I am using Gatling 3.13.1 with Maven and need help configuring a gRPC request with a self-signed certificate.
Setup
I have generated the following files and used them to start my gRPC server:
privateKey.pem
certificate.pem
To verify that the server works correctly, I wrote a Java main method that successfully makes a request to the server (code is not provided now but I can provide it if needed it). However, when trying to perform the same request using Gatling, I run into an issue.
Gatling Configuration
I have a configuration file where I define the necessary properties:
grpcHost=localhost
grpcPort=9091
certificate.path=path/to/certificate.pem
This method returns a GrpcProtocolBuilder. I have also tried .useStandardTrustManager(), but the issue remains the same.
Error Message
When executing the test in Gatling, I receive the following error:
gRPC stream end:
status:
code: UNAVAILABLE
description: io exception
Channel Pipeline: [SslHandler#0, ProtocolNegotiators$ClientTlsHandler#0, WriteBufferingAndExceptionHandler#0, DefaultChannelPipeline$TailContext#0]
cause: javax.net.ssl.SSLHandshakeException: General OpenSslEngine problem
I suspect I am missing something in my Gatling configuration. Could you help me identify the issue and guide me on how to correctly pass the self-signed certificate to Gatling for gRPC requests?
you’ve made a mistake while copying the correct certificate into your project
I verified that I copied the correct certificate from my gRPC server.
the certificate is not in X509 format
I double-checked, and the certificate is in X.509 format.
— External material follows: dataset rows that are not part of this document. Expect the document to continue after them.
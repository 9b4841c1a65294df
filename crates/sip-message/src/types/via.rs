use std::fmt;

use nom::{
    bytes::complete::{tag, take_while1},
    character::complete::{multispace0, multispace1},
    combinator::rest,
    sequence::{delimited, tuple},
    IResult,
};

use crate::error::{Error, Result};
use crate::grammar::is_token_char;
use crate::header::ParserCategory;
use crate::types::param::Params;

/// The RFC 3261 magic cookie that prefixes compliant branch parameters
pub const BRANCH_MAGIC_COOKIE: &str = "z9hG4bK";

/// A single Via header value
/// `SIP/2.0/UDP host[:port];params`
#[derive(Debug, Clone, PartialEq, Eq, Hash)]
pub struct Via {
    pub protocol_name: String,
    pub version: String,
    pub transport: String,
    pub host: String,
    pub port: Option<u16>,
    pub params: Params,
}

impl Default for Via {
    fn default() -> Self {
        Via {
            protocol_name: "SIP".to_string(),
            version: "2.0".to_string(),
            transport: "UDP".to_string(),
            host: String::new(),
            port: None,
            params: Params::new(),
        }
    }
}

impl Via {
    pub fn new(transport: impl Into<String>, host: impl Into<String>, port: Option<u16>) -> Self {
        Via {
            transport: transport.into(),
            host: host.into(),
            port,
            ..Default::default()
        }
    }

    /// The `branch` parameter, if present
    pub fn branch(&self) -> Option<String> {
        self.params.value("branch")
    }

    pub fn set_branch(&mut self, branch: impl Into<String>) {
        self.params.set("branch", Some(branch.into()));
    }

    /// Whether the branch starts with the RFC 3261 magic cookie
    pub fn has_rfc3261_branch(&self) -> bool {
        self.branch()
            .is_some_and(|branch| branch.starts_with(BRANCH_MAGIC_COOKIE))
    }
}

impl fmt::Display for Via {
    fn fmt(&self, f: &mut fmt::Formatter<'_>) -> fmt::Result {
        write!(
            f,
            "{}/{}/{} {}",
            self.protocol_name, self.version, self.transport, self.host
        )?;
        if let Some(port) = self.port {
            write!(f, ":{port}")?;
        }
        write!(f, "{}", self.params)
    }
}

fn slash(input: &str) -> IResult<&str, &str> {
    delimited(multispace0, tag("/"), multispace0)(input)
}

fn sent_protocol(input: &str) -> IResult<&str, (&str, &str, &str, &str)> {
    let (input, (name, _, version, _, transport, _, sent_by)) = tuple((
        take_while1(is_token_char),
        slash,
        take_while1(is_token_char),
        slash,
        take_while1(is_token_char),
        multispace1,
        rest,
    ))(input)?;
    Ok((input, (name, version, transport, sent_by)))
}

impl ParserCategory for Via {
    fn parse(text: &str) -> Result<Self> {
        let (head, params) = Params::split_trailing(text)?;
        let (_, (protocol_name, version, transport, sent_by)) = sent_protocol(head)
            .map_err(|_| Error::invalid_header("", format!("invalid sent-protocol in '{head}'")))?;

        let sent_by = sent_by.trim();
        let (host, port) = match sent_by.rsplit_once(':') {
            // IPv6 reference without a port
            Some((host, _)) if sent_by.ends_with(']') || host.ends_with(':') => (sent_by, None),
            Some((host, port)) => {
                let port = port
                    .trim()
                    .parse::<u16>()
                    .map_err(|_| Error::invalid_header("", format!("invalid port in '{sent_by}'")))?;
                (host.trim(), Some(port))
            }
            None => (sent_by, None),
        };
        if host.is_empty() {
            return Err(Error::invalid_header("", "missing sent-by host"));
        }

        Ok(Via {
            protocol_name: protocol_name.to_string(),
            version: version.to_string(),
            transport: transport.to_ascii_uppercase(),
            host: host.to_string(),
            port,
            params,
        })
    }
}

#[cfg(test)]
mod tests {
    use super::*;

    #[test]
    fn test_parse_via() {
        let via = Via::parse("SIP/2.0/UDP pc33.atlanta.com:5060;branch=z9hG4bK776asdhds;received=192.0.2.1").unwrap();
        assert_eq!(via.protocol_name, "SIP");
        assert_eq!(via.version, "2.0");
        assert_eq!(via.transport, "UDP");
        assert_eq!(via.host, "pc33.atlanta.com");
        assert_eq!(via.port, Some(5060));
        assert_eq!(via.branch().as_deref(), Some("z9hG4bK776asdhds"));
        assert!(via.has_rfc3261_branch());
        assert_eq!(
            via.to_string(),
            "SIP/2.0/UDP pc33.atlanta.com:5060;branch=z9hG4bK776asdhds;received=192.0.2.1"
        );
    }

    #[test]
    fn test_parse_via_variants() {
        let via = Via::parse("SIP / 2.0 / tcp [2001:db8::9]").unwrap();
        assert_eq!(via.transport, "TCP");
        assert_eq!(via.host, "[2001:db8::9]");
        assert_eq!(via.port, None);

        let via = Via::parse("SIP/2.0/UDP bigbox3.site3.atlanta.com;branch=1234").unwrap();
        assert!(!via.has_rfc3261_branch());

        assert!(Via::parse("SIP/2.0/UDP").is_err());
        assert!(Via::parse("pc33.atlanta.com").is_err());
        assert!(Via::parse("SIP/2.0/UDP host:abc").is_err());
    }

    #[test]
    fn test_set_branch() {
        let mut via = Via::new("TLS", "proxy.example.com", Some(5061));
        via.set_branch("z9hG4bKnashds8");
        assert_eq!(via.to_string(), "SIP/2.0/TLS proxy.example.com:5061;branch=z9hG4bKnashds8");
    }
}
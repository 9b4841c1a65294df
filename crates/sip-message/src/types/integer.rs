use std::fmt;

use crate::error::{Error, Result};
use crate::header::ParserCategory;
use crate::types::param::Params;

/// `1*DIGIT [comment] *(;param)`: Content-Length, Max-Forwards, Expires,
/// Min-Expires, Retry-After
#[derive(Debug, Clone, Default, PartialEq, Eq, Hash)]
pub struct IntegerCategory {
    pub value: u32,
    /// Parenthesised comment, without the parentheses (Retry-After only)
    pub comment: Option<String>,
    pub params: Params,
}

impl IntegerCategory {
    pub fn new(value: u32) -> Self {
        IntegerCategory {
            value,
            ..Default::default()
        }
    }
}

impl fmt::Display for IntegerCategory {
    fn fmt(&self, f: &mut fmt::Formatter<'_>) -> fmt::Result {
        write!(f, "{}", self.value)?;
        if let Some(comment) = &self.comment {
            write!(f, " ({comment})")?;
        }
        write!(f, "{}", self.params)
    }
}

impl ParserCategory for IntegerCategory {
    fn parse(text: &str) -> Result<Self> {
        let (head, params) = Params::split_trailing(text)?;
        let digits_end = head
            .find(|c: char| !c.is_ascii_digit())
            .unwrap_or(head.len());
        let value = head[..digits_end]
            .parse::<u32>()
            .map_err(|_| Error::invalid_header("", format!("expected a number, found '{head}'")))?;

        let trailing = head[digits_end..].trim();
        let comment = if trailing.is_empty() {
            None
        } else {
            let inner = trailing
                .strip_prefix('(')
                .and_then(|t| t.strip_suffix(')'))
                .ok_or_else(|| Error::invalid_header("", format!("unexpected text '{trailing}' after number")))?;
            Some(inner.to_string())
        };

        Ok(IntegerCategory { value, comment, params })
    }
}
certificate.path must be a classpath path, eg the relative path from src/test/resources, not a filesystem path
Initially, I was using an absolute path:
C:/Users/myuser/path/to/certificate.pem.
I corrected it to a classpath path:
src/main/resources/certificate.pem and I am able to see information about certificate (as before).
My Java code reads the certificate as follows:
String certificatePath = configProperties.getProperty(“certificate.path”);
CertificateFactory certificateFactory = CertificateFactory.getInstance(“X.509”);
FileInputStream certInputStream = new FileInputStream(certificatePath);
X509Certificate certificate = (X509Certificate) certificateFactory.generateCertificate(certInputStream);
Output of above logs
Certificate’s information:
Issuer: CN=localhost
Subject: CN=localhost
Serial Number: 721581440726280250068496780889873755888237740866
Not Before: Mon Mar 31 22:06:18 EEST 2025
Not After: Tue Mar 31 22:06:18 EEST 2026
Signature Algorithm: SHA256withRSA
the code version you’re executing is not the one you have locally (eg forgot to push on a git repo or to re-upload a package)
I am running this locally, so there is no issue related to uncommitted or outdated code from a Git repository.
Behavior Without SSL when using
grpc.forAddress(configProperties.getGrpcHost(), configProperties.getGrpcPort())
.usePlaintext();
or
grpc.forAddress(configProperties.getGrpcHost(), configProperties.getGrpcPort())
.useInsecureTrustManager();
the gRPC service is accessible, meaning the connection works without certificate validation.
I do agree with you that most probably I miss something small and could be something stupid.
Do you have any other idea what could be wrong?
Are there any additional logs I could enable to get more insight into the problem?
Would it help if I provided details on how I created my self-signed certificate?
Any ideas or suggestions would be greatly appreciated!
Update: I run my simulation with command ‘mvn gatling:test’
You should actually be passing certificate.pem (with certificate.pem being located in src/main/resources).
Issue is fixed!
certificate located into: src/main/resources/certificate.pem
So I pass (as you said) certificate.pem and it is working with no problem.
with certificate.pem being located in src/main/resources
Is it strictly required to place certificate.pem inside src/main/resources or src/test/resources, or are there alternative locations where it can be stored?
So I pass (as you said) certificate.pem and it is working with no problem.
Great news. Still, I would have expected us to detect that the resources is missing and crash upfront. I’ll investigate.
Is it strictly required to place certificate.pem inside src/main/resources or src/test/resources , or are there alternative locations where it can be stored?
Strictly required.
Note that there’s nothing sensitive in this file.